[Provided records Boundary: Start]
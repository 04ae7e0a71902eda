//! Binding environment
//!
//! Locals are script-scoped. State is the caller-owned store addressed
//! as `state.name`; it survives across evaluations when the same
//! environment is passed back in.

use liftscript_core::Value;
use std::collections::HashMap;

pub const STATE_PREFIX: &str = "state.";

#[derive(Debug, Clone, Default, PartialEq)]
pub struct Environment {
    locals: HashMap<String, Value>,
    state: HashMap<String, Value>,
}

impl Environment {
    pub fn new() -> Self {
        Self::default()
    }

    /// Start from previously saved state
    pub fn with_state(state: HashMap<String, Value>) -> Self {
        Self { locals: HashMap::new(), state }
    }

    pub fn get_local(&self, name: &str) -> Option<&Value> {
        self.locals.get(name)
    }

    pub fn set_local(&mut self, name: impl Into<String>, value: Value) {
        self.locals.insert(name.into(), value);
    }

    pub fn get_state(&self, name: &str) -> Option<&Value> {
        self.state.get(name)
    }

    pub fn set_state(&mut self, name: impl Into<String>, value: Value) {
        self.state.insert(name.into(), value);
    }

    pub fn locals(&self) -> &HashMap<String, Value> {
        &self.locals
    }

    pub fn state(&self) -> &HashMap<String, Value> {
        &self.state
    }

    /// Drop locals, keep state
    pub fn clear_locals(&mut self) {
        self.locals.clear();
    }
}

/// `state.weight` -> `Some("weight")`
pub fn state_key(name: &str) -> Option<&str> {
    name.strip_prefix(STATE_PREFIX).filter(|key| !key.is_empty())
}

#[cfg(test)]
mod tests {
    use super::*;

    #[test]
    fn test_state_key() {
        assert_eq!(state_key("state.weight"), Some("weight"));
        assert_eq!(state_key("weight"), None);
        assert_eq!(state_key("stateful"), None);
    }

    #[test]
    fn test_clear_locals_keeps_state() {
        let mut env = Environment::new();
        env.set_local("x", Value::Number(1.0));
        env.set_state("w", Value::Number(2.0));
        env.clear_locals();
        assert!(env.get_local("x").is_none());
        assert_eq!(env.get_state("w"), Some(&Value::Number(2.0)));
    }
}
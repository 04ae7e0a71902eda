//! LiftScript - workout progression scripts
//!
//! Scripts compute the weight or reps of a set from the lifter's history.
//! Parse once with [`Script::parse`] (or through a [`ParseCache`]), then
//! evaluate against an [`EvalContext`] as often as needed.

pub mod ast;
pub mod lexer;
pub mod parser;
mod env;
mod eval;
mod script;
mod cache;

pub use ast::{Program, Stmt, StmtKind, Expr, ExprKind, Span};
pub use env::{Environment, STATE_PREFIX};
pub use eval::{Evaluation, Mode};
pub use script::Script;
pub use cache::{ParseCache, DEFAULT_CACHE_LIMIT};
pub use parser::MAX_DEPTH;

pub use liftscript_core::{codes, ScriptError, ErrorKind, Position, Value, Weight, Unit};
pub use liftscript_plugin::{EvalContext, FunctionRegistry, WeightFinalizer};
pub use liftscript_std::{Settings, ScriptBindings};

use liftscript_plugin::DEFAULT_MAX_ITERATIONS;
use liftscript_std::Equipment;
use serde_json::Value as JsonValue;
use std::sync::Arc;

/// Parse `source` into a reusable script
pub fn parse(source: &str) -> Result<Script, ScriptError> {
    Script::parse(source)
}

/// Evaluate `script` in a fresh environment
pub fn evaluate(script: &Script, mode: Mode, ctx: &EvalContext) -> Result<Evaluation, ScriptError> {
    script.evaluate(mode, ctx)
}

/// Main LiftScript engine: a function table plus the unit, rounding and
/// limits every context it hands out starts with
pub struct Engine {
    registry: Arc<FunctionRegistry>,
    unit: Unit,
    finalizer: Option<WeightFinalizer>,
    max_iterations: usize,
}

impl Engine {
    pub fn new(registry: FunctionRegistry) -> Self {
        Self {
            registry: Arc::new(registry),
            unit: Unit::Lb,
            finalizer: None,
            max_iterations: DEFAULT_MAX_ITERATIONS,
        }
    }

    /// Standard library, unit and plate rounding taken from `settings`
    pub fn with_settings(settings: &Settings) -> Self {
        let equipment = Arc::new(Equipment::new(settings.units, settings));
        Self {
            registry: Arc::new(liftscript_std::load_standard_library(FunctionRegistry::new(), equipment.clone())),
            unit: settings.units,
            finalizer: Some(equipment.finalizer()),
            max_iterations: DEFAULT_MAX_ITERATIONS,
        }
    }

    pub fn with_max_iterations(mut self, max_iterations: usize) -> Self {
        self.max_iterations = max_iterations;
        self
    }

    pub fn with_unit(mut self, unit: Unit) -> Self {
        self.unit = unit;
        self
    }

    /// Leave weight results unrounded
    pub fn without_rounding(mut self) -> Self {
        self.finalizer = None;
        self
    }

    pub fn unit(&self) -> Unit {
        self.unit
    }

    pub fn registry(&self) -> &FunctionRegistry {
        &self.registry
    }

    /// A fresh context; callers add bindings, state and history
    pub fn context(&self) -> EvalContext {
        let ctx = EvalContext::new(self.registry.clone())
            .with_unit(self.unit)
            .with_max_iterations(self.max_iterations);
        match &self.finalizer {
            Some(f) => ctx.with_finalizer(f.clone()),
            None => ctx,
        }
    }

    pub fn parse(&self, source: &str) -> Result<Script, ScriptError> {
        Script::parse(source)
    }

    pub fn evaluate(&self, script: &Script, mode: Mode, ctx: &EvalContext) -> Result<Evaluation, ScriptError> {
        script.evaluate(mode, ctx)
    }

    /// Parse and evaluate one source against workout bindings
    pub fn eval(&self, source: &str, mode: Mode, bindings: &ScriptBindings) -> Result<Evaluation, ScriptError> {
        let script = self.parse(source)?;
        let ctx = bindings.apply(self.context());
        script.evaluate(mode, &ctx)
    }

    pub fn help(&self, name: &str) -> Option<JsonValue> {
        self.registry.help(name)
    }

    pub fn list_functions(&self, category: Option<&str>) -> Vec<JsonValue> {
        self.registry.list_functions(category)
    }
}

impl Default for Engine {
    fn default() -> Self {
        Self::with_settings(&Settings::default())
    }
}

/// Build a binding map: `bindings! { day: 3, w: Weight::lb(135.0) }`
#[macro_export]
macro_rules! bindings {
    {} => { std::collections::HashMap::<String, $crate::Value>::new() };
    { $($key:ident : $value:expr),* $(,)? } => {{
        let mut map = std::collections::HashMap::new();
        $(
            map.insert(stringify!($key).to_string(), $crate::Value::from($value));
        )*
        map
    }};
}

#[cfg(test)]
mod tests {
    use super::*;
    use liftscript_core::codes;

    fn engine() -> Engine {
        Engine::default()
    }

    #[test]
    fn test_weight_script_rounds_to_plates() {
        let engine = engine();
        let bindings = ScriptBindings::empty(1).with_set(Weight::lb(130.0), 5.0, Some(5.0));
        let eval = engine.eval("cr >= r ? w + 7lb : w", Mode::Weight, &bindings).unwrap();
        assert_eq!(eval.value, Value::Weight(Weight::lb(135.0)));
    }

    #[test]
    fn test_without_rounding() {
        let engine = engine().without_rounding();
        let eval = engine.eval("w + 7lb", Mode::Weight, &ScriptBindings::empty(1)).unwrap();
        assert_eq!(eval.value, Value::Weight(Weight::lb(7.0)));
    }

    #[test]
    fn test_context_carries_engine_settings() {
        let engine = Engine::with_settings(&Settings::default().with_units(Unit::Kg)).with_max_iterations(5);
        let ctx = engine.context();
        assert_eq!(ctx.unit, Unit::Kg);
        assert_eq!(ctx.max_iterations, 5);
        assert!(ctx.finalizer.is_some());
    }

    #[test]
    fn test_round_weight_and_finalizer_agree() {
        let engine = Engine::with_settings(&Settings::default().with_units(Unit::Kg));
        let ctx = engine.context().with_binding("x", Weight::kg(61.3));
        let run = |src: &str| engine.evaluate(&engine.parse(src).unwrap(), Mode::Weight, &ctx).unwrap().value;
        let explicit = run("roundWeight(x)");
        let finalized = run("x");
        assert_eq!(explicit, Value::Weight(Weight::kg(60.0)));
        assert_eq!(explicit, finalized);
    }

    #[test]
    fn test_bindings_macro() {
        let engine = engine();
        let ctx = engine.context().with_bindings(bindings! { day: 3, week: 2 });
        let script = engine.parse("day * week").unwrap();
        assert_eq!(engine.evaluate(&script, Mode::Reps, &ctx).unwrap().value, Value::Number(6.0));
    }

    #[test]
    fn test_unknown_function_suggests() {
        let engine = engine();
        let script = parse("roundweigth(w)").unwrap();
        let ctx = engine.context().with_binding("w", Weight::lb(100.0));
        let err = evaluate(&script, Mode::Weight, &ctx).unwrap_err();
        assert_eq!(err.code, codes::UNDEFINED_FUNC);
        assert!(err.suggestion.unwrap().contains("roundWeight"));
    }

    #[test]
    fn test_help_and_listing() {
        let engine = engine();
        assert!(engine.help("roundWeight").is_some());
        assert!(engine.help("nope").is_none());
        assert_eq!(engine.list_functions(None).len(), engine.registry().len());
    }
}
[Provided records Boundary: End]
• [Exercise prompt]: Please retype the top of the data exactly, down to and including the line that holds "pub fn set_state(&mut", and nothing further.

• [Answer for the task]:
repository 04ae7e0a71902eda
//! Binding environment
//!
//! Locals are script-scoped. State is the caller-owned store addressed
//! as `state.name`; it survives across evaluations when the same
//! environment is passed back in.

use liftscript_core::Value;
use std::collections::HashMap;

pub const STATE_PREFIX: &str = "state.";

#[derive(Debug, Clone, Default, PartialEq)]
pub struct Environment {
    locals: HashMap<String, Value>,
    state: HashMap<String, Value>,
}

impl Environment {
    pub fn new() -> Self {
        Self::default()
    }

    /// Start from previously saved state
    pub fn with_state(state: HashMap<String, Value>) -> Self {
        Self { locals: HashMap::new(), state }
    }

    pub fn get_local(&self, name: &str) -> Option<&Value> {
        self.locals.get(name)
    }

    pub fn set_local(&mut self, name: impl Into<String>, value: Value) {
        self.locals.insert(name.into(), value);
    }

    pub fn get_state(&self, name: &str) -> Option<&Value> {
        self.state.get(name)
    }

    pub fn set_state(&mut self, name: impl Into<String>, value: Value) {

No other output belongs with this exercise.